# [Task objective]
Return the following from the records below: each line, word for word, starting with the line that contains "use std::error::Error;" and going on through the line that contains "Posts accept Markdown and raw HTML.", with nothing outside that range.

# [Records for processing]
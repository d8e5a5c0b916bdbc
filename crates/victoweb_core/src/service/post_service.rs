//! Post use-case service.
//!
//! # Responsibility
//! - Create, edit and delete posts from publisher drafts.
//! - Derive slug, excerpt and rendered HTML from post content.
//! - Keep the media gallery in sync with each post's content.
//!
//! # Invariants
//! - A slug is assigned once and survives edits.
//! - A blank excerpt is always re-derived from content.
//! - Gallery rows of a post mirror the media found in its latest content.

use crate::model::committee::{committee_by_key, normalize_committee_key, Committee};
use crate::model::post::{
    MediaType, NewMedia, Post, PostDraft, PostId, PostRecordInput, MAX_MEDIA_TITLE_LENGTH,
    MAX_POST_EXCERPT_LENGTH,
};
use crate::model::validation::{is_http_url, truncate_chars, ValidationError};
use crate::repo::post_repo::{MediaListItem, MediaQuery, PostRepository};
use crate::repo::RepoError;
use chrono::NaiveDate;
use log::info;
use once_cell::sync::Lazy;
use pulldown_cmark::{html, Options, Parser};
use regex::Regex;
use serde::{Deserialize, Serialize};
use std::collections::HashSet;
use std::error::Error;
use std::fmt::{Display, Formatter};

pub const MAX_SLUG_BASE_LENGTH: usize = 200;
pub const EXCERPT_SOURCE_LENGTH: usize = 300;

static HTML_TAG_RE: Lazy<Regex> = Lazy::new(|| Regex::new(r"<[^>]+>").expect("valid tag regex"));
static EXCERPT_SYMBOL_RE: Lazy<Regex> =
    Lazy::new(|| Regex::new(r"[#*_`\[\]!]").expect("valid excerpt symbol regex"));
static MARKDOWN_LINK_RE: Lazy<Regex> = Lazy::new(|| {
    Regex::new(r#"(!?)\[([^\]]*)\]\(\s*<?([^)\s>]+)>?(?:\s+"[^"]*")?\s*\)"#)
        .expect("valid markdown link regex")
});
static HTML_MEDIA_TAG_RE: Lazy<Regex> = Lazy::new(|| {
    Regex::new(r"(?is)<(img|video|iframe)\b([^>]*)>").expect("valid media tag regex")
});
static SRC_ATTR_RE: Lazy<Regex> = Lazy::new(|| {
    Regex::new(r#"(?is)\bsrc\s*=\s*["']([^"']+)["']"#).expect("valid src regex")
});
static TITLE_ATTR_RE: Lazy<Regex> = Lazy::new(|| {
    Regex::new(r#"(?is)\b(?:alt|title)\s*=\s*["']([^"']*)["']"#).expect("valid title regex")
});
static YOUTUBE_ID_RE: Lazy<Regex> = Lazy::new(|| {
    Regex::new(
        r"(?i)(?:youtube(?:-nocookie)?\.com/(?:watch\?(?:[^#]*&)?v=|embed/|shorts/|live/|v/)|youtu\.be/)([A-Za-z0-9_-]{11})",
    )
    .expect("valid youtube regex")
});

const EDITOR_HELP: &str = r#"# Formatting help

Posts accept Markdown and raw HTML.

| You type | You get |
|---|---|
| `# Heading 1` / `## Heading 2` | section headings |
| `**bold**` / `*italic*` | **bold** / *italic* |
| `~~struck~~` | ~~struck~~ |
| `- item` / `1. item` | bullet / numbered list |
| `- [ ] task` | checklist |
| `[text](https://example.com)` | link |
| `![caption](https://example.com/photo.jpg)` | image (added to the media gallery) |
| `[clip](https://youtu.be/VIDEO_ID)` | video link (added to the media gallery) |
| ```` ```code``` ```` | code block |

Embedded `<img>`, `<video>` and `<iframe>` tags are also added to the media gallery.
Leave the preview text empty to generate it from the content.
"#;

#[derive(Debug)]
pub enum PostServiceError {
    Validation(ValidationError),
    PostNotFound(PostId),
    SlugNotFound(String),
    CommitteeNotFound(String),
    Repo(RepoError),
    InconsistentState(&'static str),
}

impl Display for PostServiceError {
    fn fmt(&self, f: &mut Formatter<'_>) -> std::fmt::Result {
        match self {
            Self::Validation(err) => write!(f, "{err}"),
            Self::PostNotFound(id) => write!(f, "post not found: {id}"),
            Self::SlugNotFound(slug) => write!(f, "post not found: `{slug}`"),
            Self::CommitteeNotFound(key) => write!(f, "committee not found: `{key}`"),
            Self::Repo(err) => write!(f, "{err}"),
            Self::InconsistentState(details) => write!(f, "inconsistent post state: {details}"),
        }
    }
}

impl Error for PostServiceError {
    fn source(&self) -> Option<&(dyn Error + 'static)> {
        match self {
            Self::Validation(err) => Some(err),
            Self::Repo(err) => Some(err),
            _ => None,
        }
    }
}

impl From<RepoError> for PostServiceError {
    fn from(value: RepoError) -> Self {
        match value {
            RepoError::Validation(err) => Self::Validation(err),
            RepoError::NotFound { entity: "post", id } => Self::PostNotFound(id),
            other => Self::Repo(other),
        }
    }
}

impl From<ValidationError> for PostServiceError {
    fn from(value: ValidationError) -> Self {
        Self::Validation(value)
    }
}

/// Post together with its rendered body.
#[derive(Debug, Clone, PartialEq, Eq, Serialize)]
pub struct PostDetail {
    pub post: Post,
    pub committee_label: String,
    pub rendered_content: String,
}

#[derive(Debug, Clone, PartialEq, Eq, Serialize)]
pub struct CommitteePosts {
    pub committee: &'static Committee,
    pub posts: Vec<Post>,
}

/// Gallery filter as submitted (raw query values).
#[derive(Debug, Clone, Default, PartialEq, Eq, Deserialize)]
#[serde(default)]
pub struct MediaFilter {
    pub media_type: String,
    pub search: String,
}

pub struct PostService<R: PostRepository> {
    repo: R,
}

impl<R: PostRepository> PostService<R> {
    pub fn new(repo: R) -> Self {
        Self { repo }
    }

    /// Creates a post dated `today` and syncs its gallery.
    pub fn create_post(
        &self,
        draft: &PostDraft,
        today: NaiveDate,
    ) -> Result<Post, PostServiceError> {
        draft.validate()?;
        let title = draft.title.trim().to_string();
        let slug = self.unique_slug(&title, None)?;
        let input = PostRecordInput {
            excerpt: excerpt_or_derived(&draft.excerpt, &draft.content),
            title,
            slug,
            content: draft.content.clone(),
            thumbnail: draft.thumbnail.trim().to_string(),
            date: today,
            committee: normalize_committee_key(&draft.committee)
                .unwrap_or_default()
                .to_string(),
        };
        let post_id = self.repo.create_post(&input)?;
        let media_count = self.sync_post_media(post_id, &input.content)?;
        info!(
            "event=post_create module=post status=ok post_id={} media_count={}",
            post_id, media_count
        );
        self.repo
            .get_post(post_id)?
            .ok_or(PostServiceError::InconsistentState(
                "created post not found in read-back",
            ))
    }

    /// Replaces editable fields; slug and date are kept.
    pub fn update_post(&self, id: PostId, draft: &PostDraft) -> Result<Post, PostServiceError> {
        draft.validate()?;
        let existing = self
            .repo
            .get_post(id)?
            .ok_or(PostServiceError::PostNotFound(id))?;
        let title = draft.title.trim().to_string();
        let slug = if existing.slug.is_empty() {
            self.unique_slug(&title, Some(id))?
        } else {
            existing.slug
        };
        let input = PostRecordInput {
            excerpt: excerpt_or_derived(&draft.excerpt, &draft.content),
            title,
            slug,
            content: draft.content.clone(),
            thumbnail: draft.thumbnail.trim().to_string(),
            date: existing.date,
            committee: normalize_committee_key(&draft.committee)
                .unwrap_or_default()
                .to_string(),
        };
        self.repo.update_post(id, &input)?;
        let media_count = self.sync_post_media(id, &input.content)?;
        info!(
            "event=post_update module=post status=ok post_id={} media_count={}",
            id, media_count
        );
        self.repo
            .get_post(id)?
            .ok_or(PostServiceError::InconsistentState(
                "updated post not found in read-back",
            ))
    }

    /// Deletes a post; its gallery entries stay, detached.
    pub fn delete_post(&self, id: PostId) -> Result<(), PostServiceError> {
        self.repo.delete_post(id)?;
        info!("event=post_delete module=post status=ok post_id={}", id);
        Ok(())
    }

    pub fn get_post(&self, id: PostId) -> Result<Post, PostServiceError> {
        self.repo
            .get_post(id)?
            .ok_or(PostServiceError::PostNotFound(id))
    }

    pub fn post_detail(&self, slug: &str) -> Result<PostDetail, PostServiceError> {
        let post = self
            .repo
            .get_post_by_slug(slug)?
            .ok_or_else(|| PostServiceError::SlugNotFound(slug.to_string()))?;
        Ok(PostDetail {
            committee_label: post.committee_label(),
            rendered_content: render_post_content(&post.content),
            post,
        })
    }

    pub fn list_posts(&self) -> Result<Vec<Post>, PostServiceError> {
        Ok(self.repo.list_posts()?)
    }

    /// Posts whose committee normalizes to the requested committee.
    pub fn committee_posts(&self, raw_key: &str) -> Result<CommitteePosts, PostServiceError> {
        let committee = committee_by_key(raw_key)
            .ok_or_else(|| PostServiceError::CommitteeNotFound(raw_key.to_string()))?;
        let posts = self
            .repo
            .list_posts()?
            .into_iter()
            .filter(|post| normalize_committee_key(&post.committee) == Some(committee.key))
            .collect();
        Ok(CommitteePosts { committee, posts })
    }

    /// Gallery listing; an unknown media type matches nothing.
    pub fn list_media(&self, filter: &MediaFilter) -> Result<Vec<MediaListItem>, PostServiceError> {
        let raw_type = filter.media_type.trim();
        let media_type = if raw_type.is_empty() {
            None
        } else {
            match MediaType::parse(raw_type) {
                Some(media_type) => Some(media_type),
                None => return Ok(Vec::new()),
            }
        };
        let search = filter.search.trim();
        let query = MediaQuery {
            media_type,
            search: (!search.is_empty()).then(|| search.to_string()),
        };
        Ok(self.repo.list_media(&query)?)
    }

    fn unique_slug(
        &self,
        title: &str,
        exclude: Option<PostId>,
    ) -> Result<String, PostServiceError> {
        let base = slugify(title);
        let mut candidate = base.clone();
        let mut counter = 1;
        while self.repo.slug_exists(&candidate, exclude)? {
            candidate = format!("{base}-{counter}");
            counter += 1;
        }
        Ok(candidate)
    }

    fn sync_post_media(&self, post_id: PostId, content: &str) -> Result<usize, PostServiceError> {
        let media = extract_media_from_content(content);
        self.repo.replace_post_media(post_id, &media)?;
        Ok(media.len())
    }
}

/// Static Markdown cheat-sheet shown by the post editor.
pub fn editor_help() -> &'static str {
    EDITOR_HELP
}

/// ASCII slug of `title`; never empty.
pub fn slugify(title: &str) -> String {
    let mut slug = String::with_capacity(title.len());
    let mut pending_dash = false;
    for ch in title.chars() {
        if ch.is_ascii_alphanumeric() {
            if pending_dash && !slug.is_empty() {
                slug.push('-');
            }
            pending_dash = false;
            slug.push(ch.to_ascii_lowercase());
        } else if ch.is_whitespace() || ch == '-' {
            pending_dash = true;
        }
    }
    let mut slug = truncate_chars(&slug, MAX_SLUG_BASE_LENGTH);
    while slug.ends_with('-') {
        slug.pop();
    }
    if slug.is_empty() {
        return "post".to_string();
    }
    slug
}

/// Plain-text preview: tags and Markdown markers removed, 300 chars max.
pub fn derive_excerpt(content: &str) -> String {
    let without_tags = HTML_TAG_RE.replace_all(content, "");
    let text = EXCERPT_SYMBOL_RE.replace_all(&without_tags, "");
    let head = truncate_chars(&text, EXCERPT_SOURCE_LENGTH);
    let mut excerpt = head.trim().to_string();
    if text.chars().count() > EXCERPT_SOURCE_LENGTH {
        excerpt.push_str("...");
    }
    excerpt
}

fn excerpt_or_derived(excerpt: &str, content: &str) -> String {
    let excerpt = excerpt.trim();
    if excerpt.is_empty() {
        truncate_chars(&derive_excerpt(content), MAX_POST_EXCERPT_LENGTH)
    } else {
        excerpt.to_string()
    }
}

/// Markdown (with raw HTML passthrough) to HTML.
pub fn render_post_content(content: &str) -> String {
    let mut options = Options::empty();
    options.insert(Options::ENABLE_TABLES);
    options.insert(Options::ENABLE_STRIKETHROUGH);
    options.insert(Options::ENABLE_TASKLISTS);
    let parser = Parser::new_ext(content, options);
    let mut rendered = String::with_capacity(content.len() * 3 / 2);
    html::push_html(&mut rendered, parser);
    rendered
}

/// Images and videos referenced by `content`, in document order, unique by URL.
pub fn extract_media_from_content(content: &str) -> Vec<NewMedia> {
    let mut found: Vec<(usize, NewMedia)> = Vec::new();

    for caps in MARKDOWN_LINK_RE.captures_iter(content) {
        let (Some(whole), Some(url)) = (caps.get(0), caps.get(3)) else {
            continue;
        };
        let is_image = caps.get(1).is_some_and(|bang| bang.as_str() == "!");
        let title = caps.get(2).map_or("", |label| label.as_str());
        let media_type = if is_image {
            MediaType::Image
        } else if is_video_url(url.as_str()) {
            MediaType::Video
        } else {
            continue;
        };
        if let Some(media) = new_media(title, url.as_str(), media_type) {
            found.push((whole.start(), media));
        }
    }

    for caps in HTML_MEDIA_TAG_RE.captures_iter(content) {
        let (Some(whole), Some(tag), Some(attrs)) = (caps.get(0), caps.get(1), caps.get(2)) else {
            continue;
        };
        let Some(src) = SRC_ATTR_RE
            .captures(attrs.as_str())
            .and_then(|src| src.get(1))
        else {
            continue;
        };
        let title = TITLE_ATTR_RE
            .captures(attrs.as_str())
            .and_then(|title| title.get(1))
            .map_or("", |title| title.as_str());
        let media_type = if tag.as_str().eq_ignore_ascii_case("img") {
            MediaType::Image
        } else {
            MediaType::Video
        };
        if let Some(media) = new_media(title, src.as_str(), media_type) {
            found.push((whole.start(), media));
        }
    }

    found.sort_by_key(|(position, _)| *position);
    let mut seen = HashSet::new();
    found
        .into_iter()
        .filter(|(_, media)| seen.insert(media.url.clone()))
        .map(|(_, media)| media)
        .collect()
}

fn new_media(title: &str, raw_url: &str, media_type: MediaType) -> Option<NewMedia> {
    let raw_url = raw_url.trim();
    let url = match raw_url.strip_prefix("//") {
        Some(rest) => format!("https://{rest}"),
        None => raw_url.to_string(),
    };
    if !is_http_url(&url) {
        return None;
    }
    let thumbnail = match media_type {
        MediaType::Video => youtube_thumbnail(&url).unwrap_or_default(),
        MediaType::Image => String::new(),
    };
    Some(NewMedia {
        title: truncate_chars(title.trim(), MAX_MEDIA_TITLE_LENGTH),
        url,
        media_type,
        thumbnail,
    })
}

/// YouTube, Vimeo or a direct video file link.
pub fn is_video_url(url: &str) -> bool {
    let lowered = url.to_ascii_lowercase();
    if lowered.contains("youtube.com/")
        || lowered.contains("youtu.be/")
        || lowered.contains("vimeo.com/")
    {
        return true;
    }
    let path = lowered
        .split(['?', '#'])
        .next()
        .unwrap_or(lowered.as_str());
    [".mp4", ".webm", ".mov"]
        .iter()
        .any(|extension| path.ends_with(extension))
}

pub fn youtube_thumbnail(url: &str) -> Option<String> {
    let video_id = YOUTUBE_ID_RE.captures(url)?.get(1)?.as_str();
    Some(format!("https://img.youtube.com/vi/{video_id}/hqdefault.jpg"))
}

# [Exercise output]
use std::error::Error;
use std::fmt::{Display, Formatter};

pub const MAX_SLUG_BASE_LENGTH: usize = 200;
pub const EXCERPT_SOURCE_LENGTH: usize = 300;

static HTML_TAG_RE: Lazy<Regex> = Lazy::new(|| Regex::new(r"<[^>]+>").expect("valid tag regex"));
static EXCERPT_SYMBOL_RE: Lazy<Regex> =
    Lazy::new(|| Regex::new(r"[#*_`\[\]!]").expect("valid excerpt symbol regex"));
static MARKDOWN_LINK_RE: Lazy<Regex> = Lazy::new(|| {
    Regex::new(r#"(!?)\[([^\]]*)\]\(\s*<?([^)\s>]+)>?(?:\s+"[^"]*")?\s*\)"#)
        .expect("valid markdown link regex")
});
static HTML_MEDIA_TAG_RE: Lazy<Regex> = Lazy::new(|| {
    Regex::new(r"(?is)<(img|video|iframe)\b([^>]*)>").expect("valid media tag regex")
});
static SRC_ATTR_RE: Lazy<Regex> = Lazy::new(|| {
    Regex::new(r#"(?is)\bsrc\s*=\s*["']([^"']+)["']"#).expect("valid src regex")
});
static TITLE_ATTR_RE: Lazy<Regex> = Lazy::new(|| {
    Regex::new(r#"(?is)\b(?:alt|title)\s*=\s*["']([^"']*)["']"#).expect("valid title regex")
});
static YOUTUBE_ID_RE: Lazy<Regex> = Lazy::new(|| {
    Regex::new(
        r"(?i)(?:youtube(?:-nocookie)?\.com/(?:watch\?(?:[^#]*&)?v=|embed/|shorts/|live/|v/)|youtu\.be/)([A-Za-z0-9_-]{11})",
    )
    .expect("valid youtube regex")
});

const EDITOR_HELP: &str = r#"# Formatting help

Posts accept Markdown and raw HTML.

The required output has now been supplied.